TASK INSTRUCTIONS
Write out only the lines running from the one that contains "Self::default()" to the end of the material, both ends included.

INPUT MATERIAL

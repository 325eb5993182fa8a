//! Run-state machine and the shared agent data it lives in.
//!
//! `AgentData` sits behind one mutex ([`SharedAgent`]). Command handlers and
//! background workers take the lock for one logical update at a time, so a
//! caller polling `status` never observes half of a transition.

use crate::core::error::RunnerError;
use crate::core::lock::LockState;
use crate::core::suite::{CaseResult, Suite};
use crate::core::tasks::TaskKind;
use crate::core::time;
use serde::{Deserialize, Serialize};
use std::collections::{BTreeSet, VecDeque};
use std::fmt;
use std::sync::{Arc, Mutex, MutexGuard, PoisonError};
use tracing::debug;

const TRANSITION_LOG_LEN: usize = 50;

#[derive(Debug, Clone, Copy, PartialEq, Eq, Hash, PartialOrd, Ord, Serialize, Deserialize)]
pub enum RunState {
    Idle,
    SuiteLoading,
    SuiteLoaded,
    SuiteLoadFail,
    SuiteStarting,
    SuiteRunning,
    SubsetRunning,
    SuiteStopping,
    SuiteStopped,
    SuiteComplete,
    SuiteErrored,
    Uploading,
    UploadingCodeCoverage,
    Rebooting,
    Maintenance,
    MaintenanceError,
    Kickstart,
    KickstartError,
}

impl RunState {
    pub const ALL: [RunState; 18] = [
        RunState::Idle,
        RunState::SuiteLoading,
        RunState::SuiteLoaded,
        RunState::SuiteLoadFail,
        RunState::SuiteStarting,
        RunState::SuiteRunning,
        RunState::SubsetRunning,
        RunState::SuiteStopping,
        RunState::SuiteStopped,
        RunState::SuiteComplete,
        RunState::SuiteErrored,
        RunState::Uploading,
        RunState::UploadingCodeCoverage,
        RunState::Rebooting,
        RunState::Maintenance,
        RunState::MaintenanceError,
        RunState::Kickstart,
        RunState::KickstartError,
    ];

    pub fn as_str(&self) -> &'static str {
        match self {
            RunState::Idle => "Idle",
            RunState::SuiteLoading => "SuiteLoading",
            RunState::SuiteLoaded => "SuiteLoaded",
            RunState::SuiteLoadFail => "SuiteLoadFail",
            RunState::SuiteStarting => "SuiteStarting",
            RunState::SuiteRunning => "SuiteRunning",
            RunState::SubsetRunning => "SubsetRunning",
            RunState::SuiteStopping => "SuiteStopping",
            RunState::SuiteStopped => "SuiteStopped",
            RunState::SuiteComplete => "SuiteComplete",
            RunState::SuiteErrored => "SuiteErrored",
            RunState::Uploading => "Uploading",
            RunState::UploadingCodeCoverage => "UploadingCodeCoverage",
            RunState::Rebooting => "Rebooting",
            RunState::Maintenance => "Maintenance",
            RunState::MaintenanceError => "MaintenanceError",
            RunState::Kickstart => "Kickstart",
            RunState::KickstartError => "KickstartError",
        }
    }
}

impl fmt::Display for RunState {
    fn fmt(&self, f: &mut fmt::Formatter<'_>) -> fmt::Result {
        f.write_str(self.as_str())
    }
}

/// States in which nothing is in flight; `goidle` and `kickstart` are legal here.
pub const SETTLED_STATES: &[RunState] = &[
    RunState::Idle,
    RunState::SuiteLoaded,
    RunState::SuiteLoadFail,
    RunState::SuiteStopped,
    RunState::SuiteComplete,
    RunState::SuiteErrored,
    RunState::KickstartError,
    RunState::MaintenanceError,
];

/// States from which a saved run may be restored.
pub const RESTORE_STATES: &[RunState] = &[
    RunState::Idle,
    RunState::SuiteLoaded,
    RunState::SuiteLoadFail,
    RunState::SuiteStopped,
    RunState::SuiteComplete,
    RunState::SuiteErrored,
];

/// States from which a suite may be (re)loaded.
pub const LOAD_STATES: &[RunState] = &[
    RunState::Idle,
    RunState::SuiteLoaded,
    RunState::SuiteLoadFail,
    RunState::SuiteStopped,
    RunState::SuiteComplete,
    RunState::SuiteErrored,
    RunState::Kickstart,
];

pub const SUBSET_STATES: &[RunState] = &[
    RunState::SuiteLoaded,
    RunState::SuiteComplete,
    RunState::SuiteStopped,
];

pub const UPLOAD_STATES: &[RunState] = &[RunState::SuiteStopped, RunState::SuiteComplete];

#[derive(Debug, Clone, Copy, PartialEq, Eq, Serialize, Deserialize)]
pub struct Transition {
    pub from: RunState,
    pub to: RunState,
    pub at: u64,
}

#[derive(Debug, Clone, Default, PartialEq, Eq, Serialize, Deserialize)]
pub struct Counters {
    pub test_count: u32,
    pub run_count: u32,
    pub pass_count: u32,
    pub fail_count: u32,
    pub block_count: u32,
    pub crash_count: u32,
    pub error_count: u32,
}

impl Counters {
    fn slot(&mut self, result: CaseResult) -> Option<&mut u32> {
        match result {
            CaseResult::Pass => Some(&mut self.pass_count),
            CaseResult::Fail => Some(&mut self.fail_count),
            CaseResult::Block => Some(&mut self.block_count),
            CaseResult::Crash => Some(&mut self.crash_count),
            CaseResult::Error => Some(&mut self.error_count),
            CaseResult::NotRun => None,
        }
    }

    pub fn record(&mut self, result: CaseResult) {
        if let Some(slot) = self.slot(result) {
            *slot += 1;
            self.run_count += 1;
        }
    }

    /// Takes a previously recorded result back out, for re-executed cases.
    pub fn retract(&mut self, result: CaseResult) {
        if let Some(slot) = self.slot(result) {
            *slot = slot.saturating_sub(1);
            self.run_count = self.run_count.saturating_sub(1);
        }
    }

    /// Zeroes everything but the test count.
    pub fn clear_results(&mut self) {
        *self = Counters {
            test_count: self.test_count,
            ..Counters::default()
        };
    }
}

#[derive(Debug, Clone, Copy, PartialEq, Eq, Default, Serialize, Deserialize)]
pub enum UploadState {
    #[default]
    None,
    Uploading,
    Uploaded,
    Success,
    Failure,
}

impl UploadState {
    pub fn as_str(&self) -> &'static str {
        match self {
            UploadState::None => "none",
            UploadState::Uploading => "uploading",
            UploadState::Uploaded => "uploaded",
            UploadState::Success => "success",
            UploadState::Failure => "failure",
        }
    }
}

/// Where the results of the current run stand with the results server.
#[derive(Debug, Clone, Default, PartialEq, Eq, Serialize, Deserialize)]
pub struct ResultState {
    pub upload_state: UploadState,
    pub uploaded_by: Option<String>,
    pub import_type: Option<String>,
    pub result_set_id: Option<String>,
    pub upload_error: Option<String>,
}

impl ResultState {
    /// Inner lines of a `<resultState>` element.
    pub fn xml_fields(&self) -> String {
        use crate::core::xml::{element, opt_text};
        format!(
            "  {}\n  {}\n  {}\n  {}\n  {}\n",
            element("uploadState", self.upload_state.as_str()),
            element("uploadedBy", opt_text(self.uploaded_by.as_deref())),
            element("importType", opt_text(self.import_type.as_deref())),
            element("resultSetId", opt_text(self.result_set_id.as_deref())),
            element("uploadError", opt_text(self.upload_error.as_deref())),
        )
    }
}

/// Persistable copy of a run.
#[derive(Debug, Clone, PartialEq, Serialize, Deserialize)]
pub struct RunSnapshot {
    pub run_id: String,
    pub suite: Suite,
    pub counters: Counters,
    pub executed_by: Option<String>,
    pub start_time: u64,
    pub finish_time: u64,
    pub state: RunState,
    pub result_state: ResultState,
}

#[derive(Debug, Clone)]
pub struct AgentData {
    pub state: RunState,
    pub previous_state: Option<RunState>,
    pub state_msg: String,
    pub state_changed_at: u64,
    pub lock: LockState,
    pub executed_by: Option<String>,
    pub suite: Option<Suite>,
    pub counters: Counters,
    pub active_case: Option<String>,
    pub start_time: u64,
    pub finish_time: u64,
    pub run_id: Option<String>,
    pub subset: Vec<String>,
    pub result_state: ResultState,
    pub active_tasks: BTreeSet<TaskKind>,
    pub transitions: VecDeque<Transition>,
}

impl Default for AgentData {
    fn default() -> Self {
        Self {
            state: RunState::Idle,
            previous_state: None,
            state_msg: "idle".to_string(),
            state_changed_at: time::now_epoch(),
            lock: LockState::default(),
            executed_by: None,
            suite: None,
            counters: Counters::default(),
            active_case: None,
            start_time: 0,
            finish_time: 0,
            run_id: None,
            subset: Vec::new(),
            result_state: ResultState::default(),
            active_tasks: BTreeSet::new(),
            transitions: VecDeque::new(),
        }
    }
}

impl AgentData {
    /// Unconditional transition. Legality is checked by the caller.
    pub fn set_state(&mut self, to: RunState) {
        let from = self.state;
        let at = time::now_epoch();
        self.state = to;
        self.state_changed_at = at;
        if self.transitions.len() == TRANSITION_LOG_LEN {
            self.transitions.pop_front();
        }
        self.transitions.push_back(Transition { from, to, at });
        debug!(from = %from, to = %to, "state transition");
    }

    pub fn ensure_state(&self, allowed: &[RunState], action: &str) -> Result<(), RunnerError> {
        if allowed.contains(&self.state) {
            Ok(())
        } else {
            Err(RunnerError::client(format!(
                "Can NOT {action} from state {}",
                self.state
            )))
        }
    }

    /// Enters a long-running state, remembering where to come back to.
    pub fn enter_long_running(&mut self, to: RunState) {
        self.previous_state = Some(self.state);
        self.set_state(to);
    }

    /// Returns to `PREVIOUS_STATE` if the state is still `expected`; a later
    /// writer wins otherwise.
    pub fn restore_previous(&mut self, expected: &[RunState]) -> bool {
        if !expected.contains(&self.state) {
            return false;
        }
        let prev = self.previous_state.take().unwrap_or(RunState::Idle);
        self.set_state(prev);
        true
    }

    /// Back to a fresh idle agent. The lock, running tasks and transition log
    /// survive.
    pub fn reset(&mut self) {
        let lock = std::mem::take(&mut self.lock);
        let tasks = std::mem::take(&mut self.active_tasks);
        let transitions = std::mem::take(&mut self.transitions);
        let from = self.state;
        *self = AgentData {
            state: from,
            lock,
            active_tasks: tasks,
            transitions,
            ..AgentData::default()
        };
        self.set_state(RunState::Idle);
    }

    pub fn require_suite(&self, msg: &str) -> Result<&Suite, RunnerError> {
        self.suite.as_ref().ok_or_else(|| RunnerError::client(msg))
    }

    pub fn elapsed(&self) -> u64 {
        if self.start_time == 0 {
            return 0;
        }
        let end = if self.finish_time > 0 {
            self.finish_time
        } else {
            time::now_epoch()
        };
        end.saturating_sub(self.start_time)
    }

    pub fn snapshot(&self) -> Option<RunSnapshot> {
        Some(RunSnapshot {
            run_id: self.run_id.clone()?,
            suite: self.suite.clone()?,
            counters: self.counters.clone(),
            executed_by: self.executed_by.clone(),
            start_time: self.start_time,
            finish_time: self.finish_time,
            state: self.state,
            result_state: self.result_state.clone(),
        })
    }

    /// Replaces the current run with a saved one.
    pub fn restore_snapshot(&mut self, snap: RunSnapshot) {
        self.run_id = Some(snap.run_id);
        self.suite = Some(snap.suite);
        self.counters = snap.counters;
        self.executed_by = snap.executed_by;
        self.start_time = snap.start_time;
        self.finish_time = snap.finish_time;
        self.result_state = snap.result_state;
        self.active_case = None;
        self.subset.clear();
        let state = if snap.state == RunState::SuiteComplete {
            RunState::SuiteComplete
        } else {
            RunState::SuiteStopped
        };
        self.set_state(state);
    }
}

/// Handle to the agent data shared by the executor and background workers.
#[derive(Debug, Clone, Default)]
pub struct SharedAgent(Arc<Mutex<AgentData>>);

impl SharedAgent {
    pub fn new() -> Self {
        Self::default()
    }

    /// Poisoning is ignored: every update leaves the data consistent before
    /// it can panic.
    pub fn lock(&self) -> MutexGuard<'_, AgentData> {
        self.0.lock().unwrap_or_else(PoisonError::into_inner)
    }

    pub fn read<R>(&self, f: impl FnOnce(&AgentData) -> R) -> R {
        f(&self.lock())
    }

    pub fn update<R>(&self, f: impl FnOnce(&mut AgentData) -> R) -> R {
        f(&mut self.lock())
    }

    pub fn state(&self) -> RunState {
        self.lock().state
    }
}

RESULT FOR THIS EXERCISE
        Self::default()
    }

    /// Poisoning is ignored: every update leaves the data consistent before
    /// it can panic.
    pub fn lock(&self) -> MutexGuard<'_, AgentData> {
        self.0.lock().unwrap_or_else(PoisonError::into_inner)
    }

    pub fn read<R>(&self, f: impl FnOnce(&AgentData) -> R) -> R {
        f(&self.lock())
    }

    pub fn update<R>(&self, f: impl FnOnce(&mut AgentData) -> R) -> R {
        f(&mut self.lock())
    }

    pub fn state(&self) -> RunState {
        self.lock().state
    }
}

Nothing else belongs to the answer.